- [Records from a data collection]
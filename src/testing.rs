//! In-memory authenticator and socket fakes for supervisor tests.

use std::collections::VecDeque;
use std::pin::Pin;
use std::sync::atomic::{AtomicUsize, Ordering};
use std::sync::{Arc, Mutex};
use std::task::{Context, Poll};

use futures_util::{Sink, Stream};
use tokio::sync::mpsc;
use tokio_tungstenite::tungstenite::{self, Message};

use crate::accounts::{Credentials, ProxyEndpoint};
use crate::auth::{AuthGrant, Authenticator};
use crate::error::{AuthError, TransportError};
use crate::socket::Connector;

/// Authenticator that counts calls and hands out `token-<n>`.
pub struct FakeAuth {
    calls: AtomicUsize,
    failure: Option<String>,
    proxies: Mutex<Vec<Option<String>>>,
}

impl FakeAuth {
    pub fn ok() -> Arc<Self> {
        Arc::new(Self {
            calls: AtomicUsize::new(0),
            failure: None,
            proxies: Mutex::new(Vec::new()),
        })
    }

    pub fn failing(message: &str) -> Arc<Self> {
        Arc::new(Self {
            calls: AtomicUsize::new(0),
            failure: Some(message.to_string()),
            proxies: Mutex::new(Vec::new()),
        })
    }

    pub fn calls(&self) -> usize {
        self.calls.load(Ordering::SeqCst)
    }

    /// Proxy (as `host:port`) used by each call, in call order.
    pub fn proxies_seen(&self) -> Vec<Option<String>> {
        self.proxies.lock().unwrap().clone()
    }
}

impl Authenticator for FakeAuth {
    async fn authenticate(
        &self,
        _credentials: &Credentials,
        proxy: Option<&ProxyEndpoint>,
    ) -> Result<AuthGrant, AuthError> {
        let n = self.calls.fetch_add(1, Ordering::SeqCst) + 1;
        self.proxies
            .lock()
            .unwrap()
            .push(proxy.map(ToString::to_string));
        match &self.failure {
            Some(message) => Err(AuthError::new(message.clone())),
            None => Ok(AuthGrant {
                user_id: "user-1".to_string(),
                access_token: format!("token-{n}"),
            }),
        }
    }
}

/// Test-side ends of one fake socket.
pub struct FakeLink {
    /// Frames the supervisor will read. Drop to simulate a server close.
    pub inbound: mpsc::UnboundedSender<Result<Message, tungstenite::Error>>,
    /// Frames the supervisor wrote.
    pub outbound: mpsc::UnboundedReceiver<Message>,
    /// Access token the connection was opened with.
    pub token: String,
}

/// Connector that hands each opened socket's far end to the test.
pub struct FakeConnector {
    calls: AtomicUsize,
    failures: Mutex<VecDeque<TransportError>>,
    links: mpsc::UnboundedSender<FakeLink>,
}

impl FakeConnector {
    pub fn new() -> (Arc<Self>, mpsc::UnboundedReceiver<FakeLink>) {
        let (links, rx) = mpsc::unbounded_channel();
        let connector = Arc::new(Self {
            calls: AtomicUsize::new(0),
            failures: Mutex::new(VecDeque::new()),
            links,
        });
        (connector, rx)
    }

    /// The next connect attempt fails with `err` instead of opening.
    pub fn fail_next(&self, err: TransportError) {
        self.failures.lock().unwrap().push_back(err);
    }

    pub fn calls(&self) -> usize {
        self.calls.load(Ordering::SeqCst)
    }
}

impl Connector for FakeConnector {
    type Socket = FakeSocket;

    async fn connect(
        &self,
        access_token: &str,
        _proxy: Option<&ProxyEndpoint>,
    ) -> Result<FakeSocket, TransportError> {
        self.calls.fetch_add(1, Ordering::SeqCst);
        if let Some(err) = self.failures.lock().unwrap().pop_front() {
            return Err(err);
        }
        let (inbound_tx, inbound_rx) = mpsc::unbounded_channel();
        let (outbound_tx, outbound_rx) = mpsc::unbounded_channel();
        let _ = self.links.send(FakeLink {
            inbound: inbound_tx,
            outbound: outbound_rx,
            token: access_token.to_string(),
        });
        Ok(FakeSocket {
            inbound: inbound_rx,
            outbound: outbound_tx,
        })
    }
}

/// Supervisor-side end of a fake socket.
pub struct FakeSocket {
    inbound: mpsc::UnboundedReceiver<Result<Message, tungstenite::Error>>,
    outbound: mpsc::UnboundedSender<Message>,
}

impl Stream for FakeSocket {
    type Item = Result<Message, tungstenite::Error>;

    fn poll_next(mut self: Pin<&mut Self>, cx: &mut Context<'_>) -> Poll<Option<Self::Item>> {
        self.inbound.poll_recv(cx)
    }
}

impl Sink<Message> for FakeSocket {
    type Error = tungstenite::Error;

    fn poll_ready(self: Pin<&mut Self>, _cx: &mut Context<'_>) -> Poll<Result<(), Self::Error>> {
        Poll::Ready(Ok(()))
    }

    fn start_send(self: Pin<&mut Self>, item: Message) -> Result<(), Self::Error> {
        // A test that dropped its link no longer cares about outbound frames.
        let _ = self.outbound.send(item);
        Ok(())
    }

    fn poll_flush(self: Pin<&mut Self>, _cx: &mut Context<'_>) -> Poll<Result<(), Self::Error>> {
        Poll::Ready(Ok(()))
    }

    fn poll_close(self: Pin<&mut Self>, _cx: &mut Context<'_>) -> Poll<Result<(), Self::Error>> {
        Poll::Ready(Ok(()))
    }
}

- [What to work on]
Report how many lines of the records above contain the word "VecDeque", giving only the number.

- [Answer to this task]
3